Ik ga van hier naar Rappard.

En van Rappard misschien naar Mauve. Mijn voorstel is dus alles in bedaardheid in orde trachten te doen.

Er is te veel in mijn rondborstig uitgesproken oordeel over Pa dat ik niet kan terug nemen in de gegevenen. Uw bedenkingen apprecieer ik, maar velen er van kan ik niet afdoend beschouwen, anderen dacht ik zelf ook reeds aan ofschoon ik schreef wat ik schreef.

Mijn gevoelens zette ik in krachtige woorden en worden natuurlijkerwijs gewijzigd door appreciatie van zeer veel goeds in Pa – natuurlijk is die wijziging aanmerkelijk.

Mag ik U zeggen ik niet wist iemand van 30 jaar “een jongen” was, vooral niet indien hij misschien meer ondervonden heeft in die 30 jaar dan de eerste de beste.– Beschouw gij evenwel indien gij wilt mijn woorden als jongenswoorden.

Uw opvatting van wat ik zeg ben ik niet aansprakelijk voor, niet waar.– Dat is Uw zaak.

Wat Pa aangaat, ook wat hij van mij denkt zal ik zoo vrij zijn mijn hart af te trekken zoodra wij van elkaar gaan.

Het moge politiek zijn om te zwijgen wat men gevoelt, het is mij evenwel altijd voor gekomen dat vooral een schilder sinceriteit tot pligt had – of men begrijpt wat ik zeg, of men mij juist óf onjuist beoordeelt, hebt gij zelf mij eens op gewezen aan mij zelf niet toe of af deed.

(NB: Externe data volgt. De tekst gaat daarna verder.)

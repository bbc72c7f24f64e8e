//! Pre-baked model summaries shown on the analytics cards.
//!
//! Nothing here is trained or fitted; the figures are fixed.

use chrono::NaiveDate;
use serde::Serialize;

pub const FORECAST_YEAR: i32 = 2026;
const FORECAST_BASE: f64 = 4_800_000.0;
const FORECAST_MONTHLY_DRIFT: f64 = 0.008;
const CONFIDENCE_SPREAD: f64 = 0.05;

#[derive(Debug, Clone, Serialize)]
#[serde(rename_all = "camelCase")]
pub struct ForecastPoint {
    pub month: String,
    pub value: f64,
    pub confidence: (f64, f64),
}

#[derive(Debug, Clone, Serialize)]
#[serde(rename_all = "camelCase")]
pub struct ArimaSummary {
    pub name: &'static str,
    pub train_period: &'static str,
    pub rmse: u64,
    pub mape: f64,
    pub forecast: Vec<ForecastPoint>,
}

#[derive(Debug, Clone, Serialize)]
pub struct FeatureImportance {
    pub name: &'static str,
    pub importance: f64,
}

#[derive(Debug, Clone, Serialize)]
pub struct RandomForestSummary {
    pub accuracy: f64,
    pub f1: f64,
    pub features: Vec<FeatureImportance>,
}

#[derive(Debug, Clone, Serialize)]
pub struct Coefficient {
    pub name: &'static str,
    pub coef: f64,
    pub p: f64,
}

#[derive(Debug, Clone, Serialize)]
#[serde(rename_all = "camelCase")]
pub struct RegressionSummary {
    pub r2: f64,
    pub p_val: &'static str,
    pub coefficients: Vec<Coefficient>,
}

#[derive(Debug, Clone, Serialize)]
#[serde(rename_all = "camelCase")]
pub struct ModelSummaries {
    pub arima: ArimaSummary,
    pub random_forest: RandomForestSummary,
    pub regression: RegressionSummary,
}

pub fn model_summaries() -> ModelSummaries {
    ModelSummaries {
        arima: ArimaSummary {
            name: "ARIMA(2,1,1)",
            train_period: "Jan 2023 - Dec 2025",
            rmse: 142_300,
            mape: 3.2,
            forecast: arima_forecast(),
        },
        random_forest: RandomForestSummary {
            accuracy: 89.3,
            f1: 0.87,
            features: [
                ("SLA History", 0.35),
                ("Payment Error Freq", 0.28),
                ("Response Time", 0.15),
                ("Contract Value", 0.12),
                ("Relationship Yrs", 0.06),
                ("Countries Served", 0.04),
            ]
            .into_iter()
            .map(|(name, importance)| FeatureImportance { name, importance })
            .collect(),
        },
        regression: RegressionSummary {
            r2: 0.91,
            p_val: "< 0.001",
            coefficients: [
                ("Transaction Vol", 0.43, 0.001),
                ("Store Count", 0.31, 0.004),
                ("Contract Age", -0.12, 0.021),
                ("Inflation Rate", 0.08, 0.15),
            ]
            .into_iter()
            .map(|(name, coef, p)| Coefficient { name, coef, p })
            .collect(),
        },
    }
}

/// Twelve monthly points with a slight upward drift and a +/-5% band.
pub fn arima_forecast() -> Vec<ForecastPoint> {
    (1..=12u32)
        .filter_map(|month| NaiveDate::from_ymd_opt(FORECAST_YEAR, month, 1))
        .enumerate()
        .map(|(step, date)| {
            let value = FORECAST_BASE * (1.0 + step as f64 * FORECAST_MONTHLY_DRIFT);
            ForecastPoint {
                month: date.format("%b %y").to_string(),
                value,
                confidence: (value * (1.0 - CONFIDENCE_SPREAD), value * (1.0 + CONFIDENCE_SPREAD)),
            }
        })
        .collect()
}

Nu broer, weet dat al komt er scheiding in wat dan ook, ik misschien nog veel meer dan gij weet of voelt Uw vriend ben en Pa’s vriend zelfs.– Met een handdruk.


t. à t.
Vincent.


In alle gevalle ben ik niet een vijand van Pa of U noch zal dat ooit zijn.


Sedert ik inliggenden brief schreef heb ik op nieuw gedacht over uw opmerkingen en ik heb ook op nieuw gesproken met Pa.– Mijn besluit om hier gedecideerd niet te blijven stond zoo goed als vast – onverschillig hoe dat zou opgenomen worden of wat er van komen mogt – toen evenwel het gesprek eene wending nam doordat ik zeide: ik ben hier nu 14 dagen en gevoel me niet verder dan ’t eerste halfuur, indien we nu elkaar beter begrepen hadden, hadden we nu al dit en dat in orde en op zijn pooten gehad – ik kan geen tijd verliezen en ik moet beslissen.

Een deur moet open zijn of digt. Iets tusschenbeide begrijp ik niet en is eigentlijk niet bestaanbaar.– Het is nu daarmee geeindigd dat het vertrekje t’huis waar nu de mangel staat, zal disponible zijn voor mij tot bergplaats van een en ander, tot atelier ook in gevallen dit door de omstandigheden wenschelijk mogt zijn. En dat men nu er aan begonnen is het vertrek leeg te maken, wat eerst niet ’t geval was en de zaak nog hangende.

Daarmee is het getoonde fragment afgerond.